Doctors reviewing how the Middle East respiratory syndrome (MERS) coronavirus went on to infect at least another 125 people in the Asian nation say a reliance on general hospitals for medical care and a tendency for patients to shop around for treatment helped fan the respiratory virus's spread.
"This was a disaster waiting to happen," said Lee Jae Ho, a professor at the Catholic University of Korea's College of Medicine in Seoul who's studied the nation's primary-care system. "Had the first patient initially seen his own primary-care physician who knew he'd visited the Middle East, the virus would have been quickly contained."
MERS, which arrived in South Korea a month ago, has highlighted weaknesses in a health care system that has the latest medical technology, but is hampered by overcrowded hospital waiting-rooms and inadequate primary care. Now the nation is grappling with an epidemic that's killed 11 people and which Morgan Stanley said Monday could slow economic growth by as much as 0.8 of a percentage point this year.
Emergency rooms are where almost all of the MERS infections occurred, Jeong Eun Kyeong, an official at the Korea Centers for Disease Control and Prevention, told reporters in Seoul Thursday. A map tracing cases shows several infected people seeded the virus in multiple hospitals and clinics.
Policy shift
"Patients have been exposed to this type of epidemic in emergency rooms and I think we're in a situation where we should craft fresh policies on this," Kwon Duk Cheol, an official at South Korea's health ministry, told the briefing.
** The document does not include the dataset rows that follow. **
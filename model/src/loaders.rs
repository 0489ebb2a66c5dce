use std::path::Path;

use crate::base_types::{NodeId, PassengerCount, RequestId, Seconds, VehicleId};
use crate::config::{FleetConfig, ServiceConfig};
use crate::error::{SimError, SimResult};
use crate::network::Network;
use crate::request::Request;
use crate::vehicle::Vehicle;

/// Parses `HH:MM:SS` into a second-of-day offset.
fn parse_hhmmss(path: &Path, field: &str) -> SimResult<Seconds> {
    let parts: Vec<&str> = field.trim().split(':').collect();
    if parts.len() != 3 {
        return Err(SimError::InputFile {
            path: path.to_path_buf(),
            reason: format!("'{}' is not an HH:MM:SS timestamp", field),
        });
    }
    let bad = |_| SimError::InputFile {
        path: path.to_path_buf(),
        reason: format!("'{}' is not an HH:MM:SS timestamp", field),
    };
    let h: i64 = parts[0].parse().map_err(bad)?;
    let m: i64 = parts[1].parse().map_err(bad)?;
    let s: i64 = parts[2].parse().map_err(bad)?;
    Ok(Seconds(h * 3600 + m * 60 + s))
}

/// Loads the request file: `request_id, origin_node, origin_lon,
/// origin_lat, destination_node, destination_lon, destination_lat,
/// requested_time_HH:MM:SS`. Nodes are 1-indexed on disk.
pub fn load_requests(
    path: &Path,
    network: &Network,
    service: &ServiceConfig,
) -> SimResult<Vec<Request>> {
    let mut reader = csv::ReaderBuilder::new()
        .has_headers(false)
        .from_path(path)
        .map_err(|e| SimError::InputFile {
            path: path.to_path_buf(),
            reason: e.to_string(),
        })?;
    let mut requests = Vec::new();
    for record in reader.records() {
        let record = record.map_err(|e| SimError::InputFile {
            path: path.to_path_buf(),
            reason: e.to_string(),
        })?;
        let field_err = |reason: String| SimError::InputFile {
            path: path.to_path_buf(),
            reason,
        };
        let id: RequestId = record[0]
            .trim()
            .parse()
            .map_err(|_| field_err(format!("bad request id '{}'", &record[0])))?;
        let origin: usize = record[1]
            .trim()
            .parse()
            .map_err(|_| field_err(format!("bad origin node '{}'", &record[1])))?;
        let origin_lon: f64 = record[2].trim().parse().unwrap_or(0.0);
        let origin_lat: f64 = record[3].trim().parse().unwrap_or(0.0);
        let destination: usize = record[4]
            .trim()
            .parse()
            .map_err(|_| field_err(format!("bad destination node '{}'", &record[4])))?;
        let destination_lon: f64 = record[5].trim().parse().unwrap_or(0.0);
        let destination_lat: f64 = record[6].trim().parse().unwrap_or(0.0);
        let entry_time = parse_hhmmss(path, &record[7])?;

        let origin_node = (origin - 1) as NodeId;
        let destination_node = (destination - 1) as NodeId;
        let ideal_traveltime = Seconds(network.time(origin_node as i64, destination_node));

        requests.push(Request::new(
            id,
            origin_node,
            origin_lon,
            origin_lat,
            destination_node,
            destination_lon,
            destination_lat,
            entry_time,
            ideal_traveltime,
            service.max_waiting,
            service.max_detour,
        ));
    }
    requests.sort_by_key(|r| r.entry_time);
    Ok(requests)
}

/// Loads the vehicle file: `driver_id, starting_node, latitude, longitude,
/// time_string, capacity`. `fleet.carsize`, when set, overrides every
/// row's on-disk capacity; `fleet.vehicle_limit` truncates the fleet.
pub fn load_vehicles(path: &Path, fleet: &FleetConfig) -> SimResult<Vec<Vehicle>> {
    let mut reader = csv::ReaderBuilder::new()
        .has_headers(false)
        .from_path(path)
        .map_err(|e| SimError::InputFile {
            path: path.to_path_buf(),
            reason: e.to_string(),
        })?;
    let mut vehicles = Vec::new();
    for record in reader.records() {
        let record = record.map_err(|e| SimError::InputFile {
            path: path.to_path_buf(),
            reason: e.to_string(),
        })?;
        let field_err = |reason: String| SimError::InputFile {
            path: path.to_path_buf(),
            reason,
        };
        let id: VehicleId = record[0]
            .trim()
            .parse()
            .map_err(|_| field_err(format!("bad driver id '{}'", &record[0])))?;
        let starting_node: usize = record[1]
            .trim()
            .parse()
            .map_err(|_| field_err(format!("bad starting node '{}'", &record[1])))?;
        let on_disk_capacity: PassengerCount = record[5].trim().parse().unwrap_or(4);
        let capacity = fleet.carsize.unwrap_or(on_disk_capacity);

        vehicles.push(Vehicle::new(id, capacity, (starting_node - 1) as NodeId));

        if let Some(limit) = fleet.vehicle_limit {
            if vehicles.len() >= limit {
                break;
            }
        }
    }
    Ok(vehicles)
}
A World Health Organization-led mission assessing the situation recommended authorities immediately step up infection prevention and control measures across the country and quiz patients presenting with fever or respiratory symptoms for possible contact with a MERS patient, who had been to facilities where MERS patients have been treated, and who had been in the Middle East prior to falling ill.
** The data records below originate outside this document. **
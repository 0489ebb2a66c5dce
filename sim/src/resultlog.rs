use std::collections::HashMap;
use std::fs::File;
use std::io::{BufWriter, Write};

use model::base_types::{RequestId, Seconds};
use model::config::Config;
use model::error::{SimError, SimResult};
use model::request::Request;
use model::vehicle::Vehicle;

/// Accumulates the statistics the result log reports: how many requests
/// have been served, how long they waited/rode/were delayed, how full
/// vehicles ran, and how often rides were shared.
#[derive(Default)]
pub struct Stats {
    pub served: u64,
    pub errors: u64,
    pub total_wait: i64,
    pub total_ride: i64,
    pub total_delay: i64,
    pub total_shared: u64,
}

pub struct ResultLog {
    writer: BufWriter<File>,
}

impl ResultLog {
    pub fn create(config: &Config) -> SimResult<ResultLog> {
        std::fs::create_dir_all(&config.paths.results_directory).map_err(|e| SimError::InputFile {
            path: config.paths.results_directory.clone(),
            reason: e.to_string(),
        })?;
        let path = config.paths.results_directory.join(&config.paths.log_file);
        let file = File::create(&path).map_err(|e| SimError::InputFile {
            path: path.clone(),
            reason: e.to_string(),
        })?;
        let mut writer = BufWriter::new(file);
        writeln!(writer, "# rideshare_sim run").ok();
        writeln!(writer, "max_waiting={}", config.service.max_waiting).ok();
        writeln!(writer, "max_detour={}", config.service.max_detour).ok();
        writeln!(writer, "interval={}", config.clock.interval).ok();
        Ok(ResultLog { writer })
    }

    pub fn write_tick(&mut self, clock: Seconds, tick_served: u64, tick_shared: u64, total_requests: u64) {
        let service_rate = if total_requests > 0 {
            100.0 * tick_served as f64 / total_requests as f64
        } else {
            0.0
        };
        writeln!(
            self.writer,
            "tick={} service_rate={:.2}% served={} shared={}",
            clock, service_rate, tick_served, tick_shared
        )
        .ok();
    }

    pub fn write_summary(&mut self, stats: &Stats, requests: &HashMap<RequestId, Request>, vehicles: &[Vehicle]) {
        let total = requests.len() as u64;
        let service_rate = if total > 0 {
            100.0 * stats.served as f64 / total as f64
        } else {
            0.0
        };
        let avg_wait = avg(stats.total_wait, stats.served);
        let avg_ride = avg(stats.total_ride, stats.served);
        let avg_delay = avg(stats.total_delay, stats.served);
        let mean_passengers = if !vehicles.is_empty() {
            vehicles.iter().map(|v| v.passengers.len()).sum::<usize>() as f64 / vehicles.len() as f64
        } else {
            0.0
        };
        let shared_rate = if stats.served > 0 {
            100.0 * stats.total_shared as f64 / stats.served as f64
        } else {
            0.0
        };
        writeln!(self.writer, "--- summary ---").ok();
        writeln!(self.writer, "total_requests={}", total).ok();
        writeln!(self.writer, "served={}", stats.served).ok();
        writeln!(self.writer, "errors={}", stats.errors).ok();
        writeln!(self.writer, "service_rate={:.2}%", service_rate).ok();
        writeln!(self.writer, "avg_waiting={:.1}s", avg_wait).ok();
        writeln!(self.writer, "avg_riding={:.1}s", avg_ride).ok();
        writeln!(self.writer, "avg_delay={:.1}s", avg_delay).ok();
        writeln!(self.writer, "mean_passengers={:.2}", mean_passengers).ok();
        writeln!(self.writer, "shared_rate={:.2}%", shared_rate).ok();
        writeln!(self.writer, "total_shared={}", stats.total_shared).ok();
        for v in vehicles {
            writeln!(
                self.writer,
                "vehicle={} idle_s={} enroute_s={} inuse_s={} rebalancing_s={} distance_m={:.1}",
                v.id,
                v.time_in_state[0],
                v.time_in_state[1],
                v.time_in_state[2],
                v.time_in_state[3],
                v.total_distance
            )
            .ok();
        }
    }
}

fn avg(total: i64, count: u64) -> f64 {
    if count == 0 {
        0.0
    } else {
        total as f64 / count as f64
    }
}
Almost half of cases can be traced to the Samsung Medical Center in Seoul's affluent Gangnam district, one of the five largest hospitals in the country. The Samsung Electronics Co.-affiliated facility, with almost 2,000 beds, offers insights into the challenges underlying South Korea's health system, said Song Hyoung Gon, a specialist in emergency medicine who worked there from 2002 to 2011.
Glamor hospitals
"Many people view Samsung as the epicenter of MERS, but the spread has to do with a structural problem, which is that too many people prefer big-name, general hospitals to neighborhood doctors and beds," said Song, who now oversees the emergency room at the public Icheon Hospital, south of Seoul. "To them neighborhood clinics pale in glamor compared to big hospitals with doctors who will pop up on TV."